Khawula: This is particularly important when we make laws that affect children, many of whom grow up in dysfunctional families and communities because of the entrenched systems and structures that apartheid and colonialism designed for African people.
Khawula: It has been reported for instance that there is a rapid escalation of a number of child headed households in the country.
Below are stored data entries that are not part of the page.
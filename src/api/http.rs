//! REST implementation of [`StorefrontApi`] over `reqwest`.

use async_trait::async_trait;
use reqwest::{header::HeaderMap, Client, Method, RequestBuilder, Response};
use serde::de::DeserializeOwned;
use std::time::Duration;
use tracing::{debug, instrument, warn};
use uuid::Uuid;

use super::dto::{CartResponse, ErrorBody, PaymentMethodRequest, SessionItem, SessionRequest, UpsertItemRequest};
use super::{ApiError, ApiResult, StorefrontApi, Versioned};
use crate::domain::aggregates::{Cart, CheckoutSession, Order, OrderDraft, Product};
use crate::domain::value_objects::{OrderId, PaymentMethod, ProductId, ShippingDetails};

/// Header carrying the cart request sequence number, both ways.
pub const REQUEST_SEQ_HEADER: &str = "x-request-seq";
pub const IDEMPOTENCY_HEADER: &str = "idempotency-key";

#[derive(Clone, Debug)]
pub struct HttpApi {
    client: Client,
    base_url: String,
    token: Option<String>,
}

impl HttpApi {
    pub fn new(base_url: &str, timeout: Duration) -> ApiResult<Self> {
        let client = Client::builder().timeout(timeout).build().map_err(|e| ApiError::Network(e.to_string()))?;
        Ok(Self { client, base_url: base_url.trim_end_matches('/').to_string(), token: None })
    }

    /// Bearer token sent with every request.
    pub fn with_token(mut self, token: Option<String>) -> Self {
        self.token = token.filter(|t| !t.is_empty());
        self
    }

    pub fn base_url(&self) -> &str { &self.base_url }

    fn request(&self, method: Method, path: &str) -> RequestBuilder {
        let req = self.client.request(method, format!("{}{}", self.base_url, path));
        match &self.token {
            Some(token) => req.bearer_auth(token),
            None => req,
        }
    }

    async fn send(req: RequestBuilder) -> ApiResult<Response> {
        let response = req.send().await.map_err(|e| ApiError::Network(e.to_string()))?;
        let status = response.status();
        if status.is_success() { return Ok(response); }

        let text = response.text().await.unwrap_or_default();
        let message = serde_json::from_str::<ErrorBody>(&text)
            .ok()
            .and_then(ErrorBody::into_message)
            .unwrap_or_else(|| format!("Request failed with status {}", status.as_u16()));
        warn!(status = status.as_u16(), %message, "storefront API error");
        Err(ApiError::Remote { status: status.as_u16(), message })
    }

    async fn json<T: DeserializeOwned>(req: RequestBuilder) -> ApiResult<T> {
        Self::send(req).await?.json::<T>().await.map_err(|e| ApiError::Decode(e.to_string()))
    }

    async fn cart(&self, req: RequestBuilder, seq: u64) -> ApiResult<Versioned<Cart>> {
        let response = Self::send(req.header(REQUEST_SEQ_HEADER, seq.to_string())).await?;
        if let Some(echoed) = echoed_seq(response.headers()).filter(|e| *e != seq) {
            warn!(seq, echoed, "cart reply echoed another request seq");
        }
        let body: CartResponse = response.json().await.map_err(|e| ApiError::Decode(e.to_string()))?;
        debug!(seq, items = body.cart_items.len(), server_total = ?body.total_price, "cart synced");
        Ok(Versioned { seq, value: body.into() })
    }
}

fn echoed_seq(headers: &HeaderMap) -> Option<u64> {
    headers.get(REQUEST_SEQ_HEADER)?.to_str().ok()?.trim().parse().ok()
}

#[async_trait]
impl StorefrontApi for HttpApi {
    #[instrument(skip(self))]
    async fn fetch_cart(&self, seq: u64) -> ApiResult<Versioned<Cart>> {
        self.cart(self.request(Method::GET, "/api/cart"), seq).await
    }

    #[instrument(skip(self), fields(product = %product_id))]
    async fn upsert_cart_item(&self, product_id: &ProductId, quantity: u32, seq: u64) -> ApiResult<Versioned<Cart>> {
        let body = UpsertItemRequest { product_id, qty: quantity };
        self.cart(self.request(Method::POST, "/api/cart").json(&body), seq).await
    }

    #[instrument(skip(self), fields(product = %product_id))]
    async fn remove_cart_item(&self, product_id: &ProductId, seq: u64) -> ApiResult<Versioned<Cart>> {
        self.cart(self.request(Method::DELETE, &format!("/api/cart/{product_id}")), seq).await
    }

    #[instrument(skip(self))]
    async fn clear_cart(&self, seq: u64) -> ApiResult<Versioned<Cart>> {
        self.cart(self.request(Method::DELETE, "/api/cart"), seq).await
    }

    #[instrument(skip(self, details))]
    async fn save_shipping(&self, details: &ShippingDetails, seq: u64) -> ApiResult<Versioned<Cart>> {
        self.cart(self.request(Method::POST, "/api/cart/shipping").json(details), seq).await
    }

    #[instrument(skip(self), fields(method = %method))]
    async fn save_payment_method(&self, method: &PaymentMethod, seq: u64) -> ApiResult<Versioned<Cart>> {
        let body = PaymentMethodRequest { payment_method: method };
        self.cart(self.request(Method::POST, "/api/cart/payment").json(&body), seq).await
    }

    #[instrument(skip(self, draft), fields(total = %draft.total_price))]
    async fn create_order(&self, draft: &OrderDraft, idempotency_key: Uuid) -> ApiResult<Order> {
        let req = self.request(Method::POST, "/api/orders").header(IDEMPOTENCY_HEADER, idempotency_key.to_string()).json(draft);
        Self::json(req).await
    }

    #[instrument(skip(self))]
    async fn my_orders(&self) -> ApiResult<Vec<Order>> {
        Self::json(self.request(Method::GET, "/api/orders/myorders")).await
    }

    #[instrument(skip(self), fields(order = %id))]
    async fn order(&self, id: &OrderId) -> ApiResult<Order> {
        Self::json(self.request(Method::GET, &format!("/api/orders/{id}"))).await
    }

    #[instrument(skip(self))]
    async fn all_orders(&self) -> ApiResult<Vec<Order>> {
        Self::json(self.request(Method::GET, "/api/orders")).await
    }

    #[instrument(skip(self), fields(product = %id))]
    async fn product(&self, id: &ProductId) -> ApiResult<Product> {
        Self::json(self.request(Method::GET, &format!("/api/products/{id}"))).await
    }

    #[instrument(skip(self, items), fields(lines = items.len()))]
    async fn create_checkout_session(&self, items: &[SessionItem]) -> ApiResult<CheckoutSession> {
        Self::json(self.request(Method::POST, "/api/payments/create-checkout-session").json(&SessionRequest { items })).await
    }
}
These children are then more vulnerable to be drawn into criminal activity, drug abuse and dropping out of school at an early age.
Khawula: The Child Justice Amendment Bill correctly diagnoses the problem of assigning criminal capacity to children, and increases the age of criminal capacity from 10 to 12 years.
Khawula: While this is welcome, it is still not sufficient, taking into account the context within which most South African children are raised.
Khawula: Unfortunately, international standards may not be the best guide for this problem, because it is peculiar to South Africa.
Khawula: Criminal capacity means an appreciation of the wrongfulness of an act, and reconciling oneself to that wrongfulness.
Khawula: In the presence of all the social ills facing the development of children in this country; can we for certain reconcile ourselves with a 12 year old having criminal capacity?
Khawula: Why should we seek to criminalise children for failures of the State to provide a good enough foundation for their proper development as children?
Khawula: This age limit is even below what the United Nations Committee on the Rights of the Child recommended, even for countries without the burden we have. It recommended that State should set the age of criminal capacity at 14 or 16 years.
Khawula: We would as the EFF support raising the age of criminal capacity for children to 16 years, and instead of criminalizing children, we implore the State to take responsibility for its own complicity in sustaining criminal activity in society.
Khawula: Children do no choose to be born in informal settlements where oftentimes the only way out of poverty is through criminal activity. It is rather the government that sustains those conditions through promoting unequal distribution of wealth.
Khawula: Children do not choose to grown in child headed households where often the only option to survival is criminal activity. It is the State that fails to provide quality healthcare and proper services to keep children with their parents.
Khawula: We support the spirit of the Bill in raising the age of criminal capacity, but we would have liked the Bill to have gone further than it has now. We therefore reject the Bill in its current format.